Um antigo e recorrente expediente ganhou status de arma fatal do
governo Bolsonaro. O Decreto-lei passou a ser a fórmula usual de Messias
impor suas vontades em um “modus operandi” bem peculiar de governar.
Ele emite mais de um decreto, em média, por dia. Já foram 157 atos. É um
recorde quase absoluto desde a promulgação da Constituição em 1988.
Somente o deposto ex-presidente Collor ombreia com ele nesse quesito. A
tática é contestada seguidamente no Congresso e, em alguns casos, até
mesmo no Supremo Tribunal.
O expediente do decreto como instrumento de decisão resvala no
autoritarismo. Ao “canetar” deliberações, sem a necessária promulgação
do Legislativo, o mandatário está indicando que não deseja discutir o
assunto. Não aceita sugestões, nem reparações, ao que quer fazer. Há
razões evidentes para essa saída escolhida por Bolsonaro. Com uma base
parlamentar frágil, negociações capengas e pouca interlocução com
opositores, ele tenta fugir da armadilha que criou para si ao adotar uma
postura belicosa em relação aos políticos.

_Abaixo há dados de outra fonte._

//! Config command implementation.

use crate::cli::{ConfigAction, Output};
use crate::config::Settings;

/// Run the config command.
pub fn run_config(action: &ConfigAction, settings: Settings) -> anyhow::Result<()> {
    match action {
        ConfigAction::Show => {
            let content = toml::to_string_pretty(&settings)?;
            println!("{}", content);
        }
        ConfigAction::Path => {
            let path = Settings::default_config_path();
            Output::kv("Config path", &path.display().to_string());
            if !path.exists() {
                Output::info("File does not exist yet; defaults are in effect.");
            }
        }
    }

    Ok(())
}
//! Subset construction.
//!
//! Each DFA state stands for a set of NFA states. Sets are interned in an
//! `IndexSet` whose insertion index doubles as the DFA state ID, and are
//! expanded in FIFO order.

use indexmap::IndexSet;
use rangemata_core::{Automaton, Interval, StateId, Transition, boundaries, segments};

use crate::{Limits, Result};

/// Deterministic automaton with the same language as `a`.
///
/// Deterministic inputs are returned as-is (cloned).
pub fn determinize(a: &Automaton) -> Automaton {
    determinize_with(a, &Limits::default()).expect("unlimited determinization cannot fail")
}

/// Like [`determinize`], failing once `limits` is exceeded.
pub fn determinize_with(a: &Automaton, limits: &Limits) -> Result<Automaton> {
    if a.is_deterministic() {
        return Ok(a.clone());
    }

    let mut sets: IndexSet<Vec<StateId>> = IndexSet::new();
    sets.insert(vec![a.initial()]);
    let mut dfa = Automaton::new();
    let mut outgoing: Vec<(Interval, StateId)> = Vec::new();
    let mut next = 0;

    while let Some(set) = sets.get_index(next).cloned() {
        let id = next as StateId;
        next += 1;

        if set.iter().any(|&s| a.state(s).is_accept()) {
            dfa.set_accept(id, true);
        }

        outgoing.clear();
        for (interval, targets) in sweep(a, &set) {
            let (index, inserted) = sets.insert_full(targets);
            if inserted {
                limits.check_states(sets.len())?;
                dfa.add_state(false);
            }
            push_merged(&mut outgoing, interval, index as StateId);
        }
        for &(interval, target) in &outgoing {
            dfa.add_transition(id, interval, target);
        }
    }

    if let Some(s) = a.singleton() {
        dfa.set_singleton(Some(s.to_owned()));
    }

    log::debug!(
        "subset construction: {} NFA states -> {} DFA states",
        a.len(),
        dfa.len()
    );

    Ok(dfa)
}

/// Split the transitions leaving `set` into disjoint segments, each paired
/// with the sorted set of states it leads to. Uncovered segments are skipped.
fn sweep(a: &Automaton, set: &[StateId]) -> Vec<(Interval, Vec<StateId>)> {
    let mut transitions: Vec<Transition> = set
        .iter()
        .flat_map(|&s| a.state(s).transitions().iter().copied())
        .collect();
    transitions.sort_unstable();

    let points = boundaries(transitions.iter().map(|t| &t.interval));
    let mut result = Vec::new();
    let mut active: Vec<Transition> = Vec::new();
    let mut pending = transitions.iter().peekable();

    for segment in segments(&points) {
        active.retain(|t| t.interval.max >= segment.min);
        while let Some(t) = pending.next_if(|t| t.interval.min <= segment.min) {
            active.push(*t);
        }
        if active.is_empty() {
            continue;
        }

        let mut targets: Vec<StateId> = active.iter().map(|t| t.target).collect();
        targets.sort_unstable();
        targets.dedup();
        result.push((segment, targets));
    }
    result
}

/// Append `(interval, target)`, extending the previous entry when it ends
/// right before `interval` and leads to the same target.
pub(crate) fn push_merged(out: &mut Vec<(Interval, StateId)>, interval: Interval, target: StateId) {
    if let Some((last, last_target)) = out.last_mut() {
        if *last_target == target && last.is_adjacent_to(&interval) {
            last.max = interval.max;
            return;
        }
    }
    out.push((interval, target));
}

Logo que assumiu falou em ruptura com o que considerava a
“velha política”. Não apresentou nada de novo. Ao contrário.
Distanciou-se, como se isso o blindasse de “experiências negativas”.
Embora tenha passado 28 anos atuando diretamente no Parlamento, o
presidente sempre pareceu considerar aquela Casa um antro de venais
fisiológicos, adeptos do toma lá, dá cá. Vendeu essa imagem
insistentemente nas redes de seguidores digitais. Provocou os aliados a
tomarem as ruas para protestar contra a instituição.
Confrontou os partidos. Fez o diabo e isolou-se. No momento existem
33 propostas tramitando para sustar de maneira parcial ou integral os
três decretos de armas que colocou em vigor. Dezenas de outros recursos
procuram limitar a voracidade com que Bolsonaro recorre aos decretos. Na
contabilidade da semana passada, já chegava a 117 pedidos de suspensão
de medidas do governo. No STF, sete ações questionam a legalidade das
“canetadas”. O risco iminente é de uma paralisia do Executivo.
Das duas uma: ou o mandatário volta atrás na estratégia de emitir
normas sem consultar o Congresso e pacifica as relações ou sofrerá
graves sanções, já em adiantado em estágio de analise. Para se ter uma
ideia do exagero da prática até aqui, o presidente editou ao menos 45
decretos sobre organização, remanejamento ou extinção de cargos
comissionados. Produziu outros 17 decretos para promulgar acordos
internacionais, como o tratado de extradição entre Brasil e Israel.
Colocou sua “Bic” para funcionar como nunca e quis assim dá um drible na
harmonia entre poderes. Certamente não deverá acabar bem essa aventura.